**Your objective:** Your output should be the line with "let centre = (1.0" and all following lines of the data below, through the end, repeated exactly.

━━━ Given data ━━━

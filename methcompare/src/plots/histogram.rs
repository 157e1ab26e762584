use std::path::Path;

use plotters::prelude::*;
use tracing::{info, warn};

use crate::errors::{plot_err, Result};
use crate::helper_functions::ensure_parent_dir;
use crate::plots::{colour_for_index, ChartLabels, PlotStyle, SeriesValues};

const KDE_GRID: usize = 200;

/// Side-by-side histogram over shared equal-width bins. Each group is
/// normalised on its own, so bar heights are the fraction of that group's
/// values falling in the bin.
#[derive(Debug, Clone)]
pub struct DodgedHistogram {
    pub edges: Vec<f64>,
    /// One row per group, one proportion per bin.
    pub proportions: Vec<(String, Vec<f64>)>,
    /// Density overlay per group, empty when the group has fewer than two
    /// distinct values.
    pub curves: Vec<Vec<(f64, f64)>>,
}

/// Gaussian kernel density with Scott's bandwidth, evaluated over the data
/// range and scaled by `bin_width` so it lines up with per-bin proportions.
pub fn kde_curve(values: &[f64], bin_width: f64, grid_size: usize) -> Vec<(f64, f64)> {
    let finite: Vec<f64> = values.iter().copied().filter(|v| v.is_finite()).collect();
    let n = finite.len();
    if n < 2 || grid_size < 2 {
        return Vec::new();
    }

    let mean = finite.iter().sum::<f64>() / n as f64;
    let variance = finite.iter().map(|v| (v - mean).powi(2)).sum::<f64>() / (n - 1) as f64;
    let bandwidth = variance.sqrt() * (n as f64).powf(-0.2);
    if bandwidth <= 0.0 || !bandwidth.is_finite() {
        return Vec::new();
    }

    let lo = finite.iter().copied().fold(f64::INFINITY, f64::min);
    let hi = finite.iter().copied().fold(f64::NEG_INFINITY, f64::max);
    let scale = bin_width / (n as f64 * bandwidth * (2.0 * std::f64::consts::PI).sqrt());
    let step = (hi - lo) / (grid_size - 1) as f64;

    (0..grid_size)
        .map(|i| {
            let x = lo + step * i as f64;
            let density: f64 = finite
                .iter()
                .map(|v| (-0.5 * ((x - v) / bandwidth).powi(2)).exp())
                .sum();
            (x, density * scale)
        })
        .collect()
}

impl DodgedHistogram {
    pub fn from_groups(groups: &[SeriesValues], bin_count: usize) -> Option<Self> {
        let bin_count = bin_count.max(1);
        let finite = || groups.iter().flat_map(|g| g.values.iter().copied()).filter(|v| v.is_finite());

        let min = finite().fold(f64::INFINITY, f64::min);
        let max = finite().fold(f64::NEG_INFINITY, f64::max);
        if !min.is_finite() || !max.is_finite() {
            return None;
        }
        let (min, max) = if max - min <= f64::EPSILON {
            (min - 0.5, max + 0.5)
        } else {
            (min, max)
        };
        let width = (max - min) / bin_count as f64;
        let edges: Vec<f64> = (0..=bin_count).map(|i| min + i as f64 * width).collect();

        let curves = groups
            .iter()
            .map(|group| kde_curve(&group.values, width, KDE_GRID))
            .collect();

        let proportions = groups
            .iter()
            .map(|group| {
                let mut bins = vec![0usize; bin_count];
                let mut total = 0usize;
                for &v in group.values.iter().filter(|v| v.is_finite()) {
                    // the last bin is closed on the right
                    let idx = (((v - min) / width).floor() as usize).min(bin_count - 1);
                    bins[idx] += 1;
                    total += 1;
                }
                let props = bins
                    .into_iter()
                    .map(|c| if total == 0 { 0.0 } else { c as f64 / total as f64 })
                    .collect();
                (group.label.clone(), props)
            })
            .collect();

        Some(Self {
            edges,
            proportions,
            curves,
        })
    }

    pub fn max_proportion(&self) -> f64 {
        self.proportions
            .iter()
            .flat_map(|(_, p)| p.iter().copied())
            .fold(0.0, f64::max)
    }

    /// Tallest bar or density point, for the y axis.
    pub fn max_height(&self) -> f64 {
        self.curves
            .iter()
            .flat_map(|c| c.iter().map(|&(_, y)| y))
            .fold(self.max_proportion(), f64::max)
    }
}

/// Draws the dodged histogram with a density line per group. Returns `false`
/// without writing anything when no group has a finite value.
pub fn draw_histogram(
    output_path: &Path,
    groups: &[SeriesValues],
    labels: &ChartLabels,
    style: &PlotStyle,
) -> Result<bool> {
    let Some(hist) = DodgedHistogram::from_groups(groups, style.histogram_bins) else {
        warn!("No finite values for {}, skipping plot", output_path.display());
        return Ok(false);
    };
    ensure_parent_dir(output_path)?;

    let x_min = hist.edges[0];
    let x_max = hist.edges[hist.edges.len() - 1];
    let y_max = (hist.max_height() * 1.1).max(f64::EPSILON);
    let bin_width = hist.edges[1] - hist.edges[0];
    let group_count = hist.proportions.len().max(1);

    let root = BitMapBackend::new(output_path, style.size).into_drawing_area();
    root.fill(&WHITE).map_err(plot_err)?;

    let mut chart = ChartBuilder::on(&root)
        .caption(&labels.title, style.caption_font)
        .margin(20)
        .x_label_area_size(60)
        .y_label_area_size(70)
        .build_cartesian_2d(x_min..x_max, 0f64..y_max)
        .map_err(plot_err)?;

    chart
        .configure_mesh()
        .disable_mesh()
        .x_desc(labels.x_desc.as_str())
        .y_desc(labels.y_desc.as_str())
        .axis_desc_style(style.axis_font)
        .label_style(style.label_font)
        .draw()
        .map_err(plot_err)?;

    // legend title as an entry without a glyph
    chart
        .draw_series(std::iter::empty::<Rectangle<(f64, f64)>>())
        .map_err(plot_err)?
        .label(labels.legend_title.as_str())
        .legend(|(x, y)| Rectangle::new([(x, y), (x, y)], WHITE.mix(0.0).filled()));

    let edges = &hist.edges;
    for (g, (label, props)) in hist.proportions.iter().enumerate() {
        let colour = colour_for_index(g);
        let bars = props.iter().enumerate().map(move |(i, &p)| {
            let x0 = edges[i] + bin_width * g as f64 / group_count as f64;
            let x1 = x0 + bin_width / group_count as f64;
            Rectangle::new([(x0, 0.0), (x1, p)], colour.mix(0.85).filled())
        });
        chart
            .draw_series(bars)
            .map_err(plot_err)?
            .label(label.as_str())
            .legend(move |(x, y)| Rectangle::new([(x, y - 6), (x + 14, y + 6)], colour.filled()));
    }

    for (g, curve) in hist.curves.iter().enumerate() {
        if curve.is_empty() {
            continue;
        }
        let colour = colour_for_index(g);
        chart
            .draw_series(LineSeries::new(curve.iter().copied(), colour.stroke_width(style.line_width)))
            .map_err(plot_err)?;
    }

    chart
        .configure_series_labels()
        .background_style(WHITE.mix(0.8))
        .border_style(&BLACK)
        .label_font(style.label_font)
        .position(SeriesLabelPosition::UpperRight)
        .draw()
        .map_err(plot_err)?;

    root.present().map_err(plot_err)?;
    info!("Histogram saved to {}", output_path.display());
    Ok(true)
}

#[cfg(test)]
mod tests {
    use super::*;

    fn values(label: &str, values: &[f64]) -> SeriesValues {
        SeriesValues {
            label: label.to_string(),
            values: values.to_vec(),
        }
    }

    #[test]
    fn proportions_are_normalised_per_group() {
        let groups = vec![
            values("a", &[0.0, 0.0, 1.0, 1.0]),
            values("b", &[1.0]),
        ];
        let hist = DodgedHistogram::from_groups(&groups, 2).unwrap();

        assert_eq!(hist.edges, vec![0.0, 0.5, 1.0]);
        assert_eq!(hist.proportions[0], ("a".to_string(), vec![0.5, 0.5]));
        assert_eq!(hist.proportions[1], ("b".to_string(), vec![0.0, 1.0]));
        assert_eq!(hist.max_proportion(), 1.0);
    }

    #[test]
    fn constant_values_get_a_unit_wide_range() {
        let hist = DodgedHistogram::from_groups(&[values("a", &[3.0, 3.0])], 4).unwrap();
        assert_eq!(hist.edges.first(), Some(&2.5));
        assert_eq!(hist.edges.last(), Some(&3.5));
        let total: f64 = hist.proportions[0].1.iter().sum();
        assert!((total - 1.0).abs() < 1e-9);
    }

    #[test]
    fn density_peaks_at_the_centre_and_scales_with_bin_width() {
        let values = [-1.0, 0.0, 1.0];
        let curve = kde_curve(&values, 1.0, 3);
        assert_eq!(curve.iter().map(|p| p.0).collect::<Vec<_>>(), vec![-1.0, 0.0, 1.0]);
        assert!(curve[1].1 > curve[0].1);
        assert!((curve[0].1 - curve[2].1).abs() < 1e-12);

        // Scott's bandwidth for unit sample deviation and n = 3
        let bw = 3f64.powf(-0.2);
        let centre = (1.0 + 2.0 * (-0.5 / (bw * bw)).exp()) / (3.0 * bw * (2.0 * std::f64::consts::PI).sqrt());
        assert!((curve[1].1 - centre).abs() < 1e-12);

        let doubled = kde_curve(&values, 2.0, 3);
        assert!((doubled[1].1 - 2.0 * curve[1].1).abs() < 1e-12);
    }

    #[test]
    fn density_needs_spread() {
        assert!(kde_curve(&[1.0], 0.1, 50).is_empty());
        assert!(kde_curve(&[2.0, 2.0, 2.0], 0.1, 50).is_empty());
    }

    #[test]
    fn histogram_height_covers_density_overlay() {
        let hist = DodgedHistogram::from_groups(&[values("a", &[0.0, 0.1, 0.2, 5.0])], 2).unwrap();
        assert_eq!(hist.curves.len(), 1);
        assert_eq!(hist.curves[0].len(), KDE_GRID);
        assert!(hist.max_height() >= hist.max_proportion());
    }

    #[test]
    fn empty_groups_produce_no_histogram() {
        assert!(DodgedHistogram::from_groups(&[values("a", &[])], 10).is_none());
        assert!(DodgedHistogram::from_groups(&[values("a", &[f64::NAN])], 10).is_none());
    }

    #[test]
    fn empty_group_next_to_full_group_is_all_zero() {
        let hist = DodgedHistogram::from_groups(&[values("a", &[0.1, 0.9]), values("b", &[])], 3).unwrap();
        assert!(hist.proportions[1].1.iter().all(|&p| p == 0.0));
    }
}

━━━

**Task solution:**
        let centre = (1.0 + 2.0 * (-0.5 / (bw * bw)).exp()) / (3.0 * bw * (2.0 * std::f64::consts::PI).sqrt());
        assert!((curve[1].1 - centre).abs() < 1e-12);

        let doubled = kde_curve(&values, 2.0, 3);
        assert!((doubled[1].1 - 2.0 * curve[1].1).abs() < 1e-12);
    }

    #[test]
    fn density_needs_spread() {
        assert!(kde_curve(&[1.0], 0.1, 50).is_empty());
        assert!(kde_curve(&[2.0, 2.0, 2.0], 0.1, 50).is_empty());
    }

    #[test]
    fn histogram_height_covers_density_overlay() {
        let hist = DodgedHistogram::from_groups(&[values("a", &[0.0, 0.1, 0.2, 5.0])], 2).unwrap();
        assert_eq!(hist.curves.len(), 1);
        assert_eq!(hist.curves[0].len(), KDE_GRID);
        assert!(hist.max_height() >= hist.max_proportion());
    }

    #[test]
    fn empty_groups_produce_no_histogram() {
        assert!(DodgedHistogram::from_groups(&[values("a", &[])], 10).is_none());
        assert!(DodgedHistogram::from_groups(&[values("a", &[f64::NAN])], 10).is_none());
    }

    #[test]
    fn empty_group_next_to_full_group_is_all_zero() {
        let hist = DodgedHistogram::from_groups(&[values("a", &[0.1, 0.9]), values("b", &[])], 3).unwrap();
        assert!(hist.proportions[1].1.iter().all(|&p| p == 0.0));
    }
}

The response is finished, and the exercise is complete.